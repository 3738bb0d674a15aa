//! Metadata extraction from page markup.
//!
//! Each field is derived through an ordered fallback chain; the first source
//! yielding a non-empty value wins. Pure function of the markup and the
//! source URL (used only for hostname-derived fallbacks and for resolving
//! relative image references). No network or storage access.

use scraper::{Html, Selector};
use url::Url;

use crate::services::sanitizer::sanitize;
use crate::services::url_validator;
use crate::types::bookmark::RawMetadata;
use crate::types::errors::ExtractError;

/// Derives preview metadata from raw page markup.
///
/// Fallback chains, first present value wins:
/// - image: `og:image` → apple-touch-icon link → generic icon link → absent
/// - title: `og:title` → `<title>` → first `<h1>` → hostname
/// - short description: `og:description` → description meta → first short
///   paragraph (truncated to 100 chars) → "Visit {hostname}"
/// - long description: same og/meta source → first two short paragraphs →
///   "Explore more at {hostname}"
pub fn extract(html: &str, source: &Url) -> Result<RawMetadata, ExtractError> {
    let document = Html::parse_document(html);
    let host = url_validator::hostname(source);

    let image = meta_content(&document, r#"meta[property="og:image"]"#)?
        .or(link_href(&document, r#"link[rel="apple-touch-icon"]"#)?)
        .or(link_href(&document, r#"link[rel~="icon"]"#)?)
        .map(|reference| resolve(source, &reference));

    let title = meta_content(&document, r#"meta[property="og:title"]"#)?
        .or(first_text(&document, "title")?)
        .or(first_text(&document, "h1")?)
        .unwrap_or_else(|| host.clone());

    let description = meta_content(&document, r#"meta[property="og:description"]"#)?
        .or(meta_content(&document, r#"meta[name="description"]"#)?);

    // Candidate paragraphs: non-empty and short enough to read as a summary.
    let selector = compile("p")?;
    let paragraphs: Vec<String> = document
        .select(&selector)
        .map(|el| sanitize(Some(&el.text().collect::<String>())))
        .filter(|text| !text.is_empty() && text.chars().count() < 500)
        .collect();

    let short_description = description
        .clone()
        .or_else(|| paragraphs.first().map(|p| truncate_chars(p, 100)))
        .unwrap_or_else(|| format!("Visit {}", host));

    let long_description = description
        .or_else(|| {
            let joined = paragraphs
                .iter()
                .take(2)
                .map(String::as_str)
                .collect::<Vec<_>>()
                .join(" ");
            (!joined.is_empty()).then_some(joined)
        })
        .unwrap_or_else(|| format!("Explore more at {}", host));

    Ok(RawMetadata {
        title: Some(title),
        short_description: Some(short_description),
        long_description: Some(long_description),
        image,
    })
}

fn compile(css: &str) -> Result<Selector, ExtractError> {
    Selector::parse(css).map_err(|e| ExtractError::Selector(e.to_string()))
}

/// First non-empty `content` attribute among elements matching `css`.
fn meta_content(document: &Html, css: &str) -> Result<Option<String>, ExtractError> {
    let selector = compile(css)?;
    Ok(document
        .select(&selector)
        .find_map(|el| el.value().attr("content"))
        .map(|value| sanitize(Some(value)))
        .filter(|value| !value.is_empty()))
}

/// First non-empty `href` attribute among elements matching `css`.
fn link_href(document: &Html, css: &str) -> Result<Option<String>, ExtractError> {
    let selector = compile(css)?;
    Ok(document
        .select(&selector)
        .find_map(|el| el.value().attr("href"))
        .map(|value| sanitize(Some(value)))
        .filter(|value| !value.is_empty()))
}

/// Sanitized text content of the first element matching `css`.
fn first_text(document: &Html, css: &str) -> Result<Option<String>, ExtractError> {
    let selector = compile(css)?;
    Ok(document
        .select(&selector)
        .next()
        .map(|el| sanitize(Some(&el.text().collect::<String>())))
        .filter(|text| !text.is_empty()))
}

/// Resolves a possibly-relative image reference against the source page.
fn resolve(source: &Url, reference: &str) -> String {
    match source.join(reference) {
        Ok(absolute) => absolute.to_string(),
        Err(_) => reference.to_string(),
    }
}

fn truncate_chars(text: &str, limit: usize) -> String {
    text.chars().take(limit).collect()
}
//! Collection View for linkboard.
//!
//! Owns the user-driven view state (view mode, sort key and direction,
//! search term), derives filtered and sorted projections of a borrowed
//! bookmark collection, and debounces search input. The view never mutates
//! the collection itself.

use std::sync::Arc;
use std::time::Duration;

use tokio::task::JoinHandle;

use crate::config::VIEW_KEY;
use crate::services::html_renderer;
use crate::services::storage::KeyValueStore;
use crate::types::bookmark::Bookmark;
use crate::types::view::{SortKey, ViewMode};

/// Runs only the last action scheduled within the delay window; scheduling a
/// new action aborts the pending one. Must be used inside a tokio runtime.
pub struct Debouncer {
    delay: Duration,
    pending: Option<JoinHandle<()>>,
}

impl Debouncer {
    pub fn new(delay: Duration) -> Self {
        Self {
            delay,
            pending: None,
        }
    }

    /// Schedules `action` to run after the delay, superseding any action
    /// still waiting.
    pub fn call<F>(&mut self, action: F)
    where
        F: FnOnce() + Send + 'static,
    {
        if let Some(handle) = self.pending.take() {
            handle.abort();
        }
        let delay = self.delay;
        self.pending = Some(tokio::spawn(async move {
            tokio::time::sleep(delay).await;
            action();
        }));
    }
}

/// View state over a borrowed bookmark collection. The view mode survives
/// restarts through the shared key-value store.
pub struct CollectionView {
    store: Arc<dyn KeyValueStore>,
    view_mode: ViewMode,
    sort_key: SortKey,
    ascending: bool,
    search_term: String,
    debouncer: Debouncer,
}

impl CollectionView {
    /// Creates a view, restoring the persisted view mode (card by default).
    pub fn new(store: Arc<dyn KeyValueStore>, debounce_ms: u64) -> Self {
        let view_mode = store
            .get(VIEW_KEY)
            .and_then(|value| ViewMode::parse(&value))
            .unwrap_or_default();
        Self {
            store,
            view_mode,
            sort_key: SortKey::default(),
            ascending: true,
            search_term: String::new(),
            debouncer: Debouncer::new(Duration::from_millis(debounce_ms)),
        }
    }

    pub fn view_mode(&self) -> ViewMode {
        self.view_mode
    }

    pub fn sort_key(&self) -> SortKey {
        self.sort_key
    }

    pub fn ascending(&self) -> bool {
        self.ascending
    }

    pub fn search_term(&self) -> &str {
        &self.search_term
    }

    /// Flips card/table and persists the choice. Returns the new mode.
    pub fn toggle_view(&mut self) -> ViewMode {
        self.view_mode = self.view_mode.toggled();
        if let Err(err) = self.store.set(VIEW_KEY, self.view_mode.as_str()) {
            tracing::warn!("failed to persist view mode: {}", err);
        }
        self.view_mode
    }

    /// Sets the mode without persisting it (startup overrides).
    pub fn set_view_mode(&mut self, mode: ViewMode) {
        self.view_mode = mode;
    }

    /// The user-facing toggle label: names the mode a toggle switches to.
    pub fn toggle_label(&self) -> &'static str {
        match self.view_mode {
            ViewMode::Card => "Table View",
            ViewMode::Table => "Card View",
        }
    }

    /// Column-header selection: the same key flips direction, a different
    /// key takes over and resets to ascending.
    pub fn select_sort_key(&mut self, key: SortKey) {
        if self.sort_key == key {
            self.ascending = !self.ascending;
        } else {
            self.sort_key = key;
            self.ascending = true;
        }
    }

    /// Sets key and direction outright (startup overrides).
    pub fn set_sort(&mut self, key: SortKey, ascending: bool) {
        self.sort_key = key;
        self.ascending = ascending;
    }

    pub fn set_search_term(&mut self, term: &str) {
        self.search_term = term.to_string();
    }

    /// Schedules a debounced action for a search-input change; only the last
    /// input within the window runs its action.
    pub fn debounce<F>(&mut self, action: F)
    where
        F: FnOnce() + Send + 'static,
    {
        self.debouncer.call(action);
    }

    /// Case-insensitive substring filter over title, both descriptions, and
    /// link; a bookmark passes when any field matches. The empty term keeps
    /// the input unchanged.
    pub fn filter(bookmarks: &[Bookmark], term: &str) -> Vec<Bookmark> {
        let needle = term.to_lowercase();
        bookmarks
            .iter()
            .filter(|b| {
                b.title.to_lowercase().contains(&needle)
                    || b.short_description.to_lowercase().contains(&needle)
                    || b.long_description.to_lowercase().contains(&needle)
                    || b.link.to_lowercase().contains(&needle)
            })
            .cloned()
            .collect()
    }

    /// Stable lexicographic sort on the keyed field.
    pub fn sort(mut bookmarks: Vec<Bookmark>, key: SortKey, ascending: bool) -> Vec<Bookmark> {
        bookmarks.sort_by(|a, b| {
            let ordering = sort_field(a, key).cmp(sort_field(b, key));
            if ascending {
                ordering
            } else {
                ordering.reverse()
            }
        });
        bookmarks
    }

    /// The collection as currently visible: filtered, then sorted.
    pub fn visible(&self, bookmarks: &[Bookmark]) -> Vec<Bookmark> {
        Self::sort(
            Self::filter(bookmarks, &self.search_term),
            self.sort_key,
            self.ascending,
        )
    }

    /// Renders the visible projection in the current mode.
    pub fn render(&self, bookmarks: &[Bookmark]) -> String {
        html_renderer::render(&self.visible(bookmarks), self.view_mode, bookmarks.len())
    }
}

fn sort_field(bookmark: &Bookmark, key: SortKey) -> &str {
    match key {
        SortKey::Title => &bookmark.title,
        SortKey::Description => &bookmark.short_description,
        SortKey::Link => &bookmark.link,
    }
}
//! Text sanitation for extracted metadata.
//!
//! Page markup routinely carries hard line breaks inside titles and
//! descriptions; every string headed for a `Bookmark` field passes through
//! `sanitize` first.

/// Normalizes extracted text: each run of CR/LF characters collapses to a
/// single space, then leading and trailing whitespace is trimmed.
///
/// `None` (no value extracted) yields the empty string. Idempotent:
/// `sanitize(Some(&sanitize(x)))` equals `sanitize(x)`.
pub fn sanitize(input: Option<&str>) -> String {
    let Some(text) = input else {
        return String::new();
    };

    let mut normalized = String::with_capacity(text.len());
    let mut in_break = false;
    for ch in text.chars() {
        if ch == '\r' || ch == '\n' {
            if !in_break {
                normalized.push(' ');
                in_break = true;
            }
        } else {
            normalized.push(ch);
            in_break = false;
        }
    }
    normalized.trim().to_string()
}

• [Task details]: Where a line of the listing includes the word "contains", add it to the tally, and give the final number and nothing more.

• [Task output]: 4